**Your instructions**
Please reproduce the data below exactly, from the first line to the last.

**Provided data**
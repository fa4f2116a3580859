//! Directions hand-off
//!
//! Route calculation happens in an external directions provider. This module
//! only packages the origin and the chosen peak into a request that provider
//! understands, as data or as a directions URL.

use crate::config::Config;
use crate::coord::Coordinates;
use crate::error::Result;
use crate::peaks::PeakRecord;
use serde::{Deserialize, Serialize};

/// Name given to the origin waypoint
pub const ORIGIN_WAYPOINT_NAME: &str = "Start";

/// Name given to a destination without a better label
pub const DESTINATION_WAYPOINT_NAME: &str = "Finish";

/// How the user intends to travel to the peak
#[derive(Debug, Clone, Copy, PartialEq, Eq, Serialize, Deserialize)]
#[serde(rename_all = "snake_case")]
pub enum TravelProfile {
    /// Driving, avoiding traffic where the provider supports it
    DrivingTraffic,
    Driving,
    Walking,
    Cycling,
}

impl TravelProfile {
    /// Travel mode name used in directions URLs
    pub fn mode(self) -> &'static str {
        match self {
            Self::DrivingTraffic | Self::Driving => "driving",
            Self::Walking => "walking",
            Self::Cycling => "bicycling",
        }
    }
}

impl Default for TravelProfile {
    fn default() -> Self {
        Self::DrivingTraffic
    }
}

impl std::fmt::Display for TravelProfile {
    fn fmt(&self, f: &mut std::fmt::Formatter<'_>) -> std::fmt::Result {
        match self {
            Self::DrivingTraffic => write!(f, "driving_traffic"),
            Self::Driving => write!(f, "driving"),
            Self::Walking => write!(f, "walking"),
            Self::Cycling => write!(f, "cycling"),
        }
    }
}

impl std::str::FromStr for TravelProfile {
    type Err = String;

    fn from_str(s: &str) -> std::result::Result<Self, Self::Err> {
        match s.to_lowercase().as_str() {
            "driving_traffic" | "driving-traffic" | "traffic" => Ok(Self::DrivingTraffic),
            "driving" | "car" => Ok(Self::Driving),
            "walking" | "foot" | "hiking" => Ok(Self::Walking),
            "cycling" | "bike" | "bicycling" => Ok(Self::Cycling),
            _ => Err(format!("Unknown travel profile: {}", s)),
        }
    }
}

/// A named point on a route
#[derive(Debug, Clone, PartialEq, Serialize, Deserialize)]
pub struct Waypoint {
    pub coords: Coordinates,
    pub name: String,
}

impl Waypoint {
    pub fn new(coords: Coordinates, name: impl Into<String>) -> Self {
        Self {
            coords,
            name: name.into(),
        }
    }
}

/// Everything the directions provider needs to plan a route
#[derive(Debug, Clone, PartialEq, Serialize, Deserialize)]
pub struct RouteRequest {
    pub origin: Waypoint,
    pub destination: Waypoint,
    pub profile: TravelProfile,
}

impl RouteRequest {
    /// Route between two coordinates
    pub fn new(origin: Coordinates, destination: Coordinates, profile: TravelProfile) -> Result<Self> {
        origin.validate()?;
        destination.validate()?;
        Ok(Self {
            origin: Waypoint::new(origin, ORIGIN_WAYPOINT_NAME),
            destination: Waypoint::new(destination, DESTINATION_WAYPOINT_NAME),
            profile,
        })
    }

    /// Route from `origin` to a peak, labelled with the peak's name
    pub fn to_peak(origin: Coordinates, peak: &PeakRecord, profile: TravelProfile) -> Result<Self> {
        let mut request = Self::new(origin, peak.coords, profile)?;
        request.destination.name = peak.name.clone();
        Ok(request)
    }

    /// Render a directions URL for the given provider (or the configured default)
    ///
    /// Templates may use `{from_lat}`, `{from_lng}`, `{to_lat}`, `{to_lng}`
    /// and `{mode}`.
    pub fn directions_url(&self, config: &Config, provider: Option<&str>) -> Result<String> {
        let template = config.directions_template(provider)?;

        Ok(template
            .replace("{from_lat}", &self.origin.coords.lat.to_string())
            .replace("{from_lng}", &self.origin.coords.lng.to_string())
            .replace("{to_lat}", &self.destination.coords.lat.to_string())
            .replace("{to_lng}", &self.destination.coords.lng.to_string())
            .replace("{mode}", self.profile.mode()))
    }
}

**Exercise result**
repository fa4f2116a3580859
//! Directions hand-off
//!
//! Route calculation happens in an external directions provider. This module
//! only packages the origin and the chosen peak into a request that provider
//! understands, as data or as a directions URL.

use crate::config::Config;
use crate::coord::Coordinates;
use crate::error::Result;
use crate::peaks::PeakRecord;
use serde::{Deserialize, Serialize};

/// Name given to the origin waypoint
pub const ORIGIN_WAYPOINT_NAME: &str = "Start";

/// Name given to a destination without a better label
pub const DESTINATION_WAYPOINT_NAME: &str = "Finish";

/// How the user intends to travel to the peak
#[derive(Debug, Clone, Copy, PartialEq, Eq, Serialize, Deserialize)]
#[serde(rename_all = "snake_case")]
pub enum TravelProfile {
    /// Driving, avoiding traffic where the provider supports it
    DrivingTraffic,
    Driving,
    Walking,
    Cycling,
}

impl TravelProfile {
    /// Travel mode name used in directions URLs
    pub fn mode(self) -> &'static str {
        match self {
            Self::DrivingTraffic | Self::Driving => "driving",
            Self::Walking => "walking",
            Self::Cycling => "bicycling",
        }
    }
}

impl Default for TravelProfile {
    fn default() -> Self {
        Self::DrivingTraffic
    }
}

impl std::fmt::Display for TravelProfile {
    fn fmt(&self, f: &mut std::fmt::Formatter<'_>) -> std::fmt::Result {
        match self {
            Self::DrivingTraffic => write!(f, "driving_traffic"),
            Self::Driving => write!(f, "driving"),
            Self::Walking => write!(f, "walking"),
            Self::Cycling => write!(f, "cycling"),
        }
    }
}

impl std::str::FromStr for TravelProfile {
    type Err = String;

    fn from_str(s: &str) -> std::result::Result<Self, Self::Err> {
        match s.to_lowercase().as_str() {
            "driving_traffic" | "driving-traffic" | "traffic" => Ok(Self::DrivingTraffic),
            "driving" | "car" => Ok(Self::Driving),
            "walking" | "foot" | "hiking" => Ok(Self::Walking),
            "cycling" | "bike" | "bicycling" => Ok(Self::Cycling),
            _ => Err(format!("Unknown travel profile: {}", s)),
        }
    }
}

/// A named point on a route
#[derive(Debug, Clone, PartialEq, Serialize, Deserialize)]
pub struct Waypoint {
    pub coords: Coordinates,
    pub name: String,
}

impl Waypoint {
    pub fn new(coords: Coordinates, name: impl Into<String>) -> Self {
        Self {
            coords,
            name: name.into(),
        }
    }
}

/// Everything the directions provider needs to plan a route
#[derive(Debug, Clone, PartialEq, Serialize, Deserialize)]
pub struct RouteRequest {
    pub origin: Waypoint,
    pub destination: Waypoint,
    pub profile: TravelProfile,
}

impl RouteRequest {
    /// Route between two coordinates
    pub fn new(origin: Coordinates, destination: Coordinates, profile: TravelProfile) -> Result<Self> {
        origin.validate()?;
        destination.validate()?;
        Ok(Self {
            origin: Waypoint::new(origin, ORIGIN_WAYPOINT_NAME),
            destination: Waypoint::new(destination, DESTINATION_WAYPOINT_NAME),
            profile,
        })
    }

    /// Route from `origin` to a peak, labelled with the peak's name
    pub fn to_peak(origin: Coordinates, peak: &PeakRecord, profile: TravelProfile) -> Result<Self> {
        let mut request = Self::new(origin, peak.coords, profile)?;
        request.destination.name = peak.name.clone();
        Ok(request)
    }

    /// Render a directions URL for the given provider (or the configured default)
    ///
    /// Templates may use `{from_lat}`, `{from_lng}`, `{to_lat}`, `{to_lng}`
    /// and `{mode}`.
    pub fn directions_url(&self, config: &Config, provider: Option<&str>) -> Result<String> {
        let template = config.directions_template(provider)?;

        Ok(template
            .replace("{from_lat}", &self.origin.coords.lat.to_string())
            .replace("{from_lng}", &self.origin.coords.lng.to_string())
            .replace("{to_lat}", &self.destination.coords.lat.to_string())
            .replace("{to_lng}", &self.destination.coords.lng.to_string())
            .replace("{mode}", self.profile.mode()))
    }
}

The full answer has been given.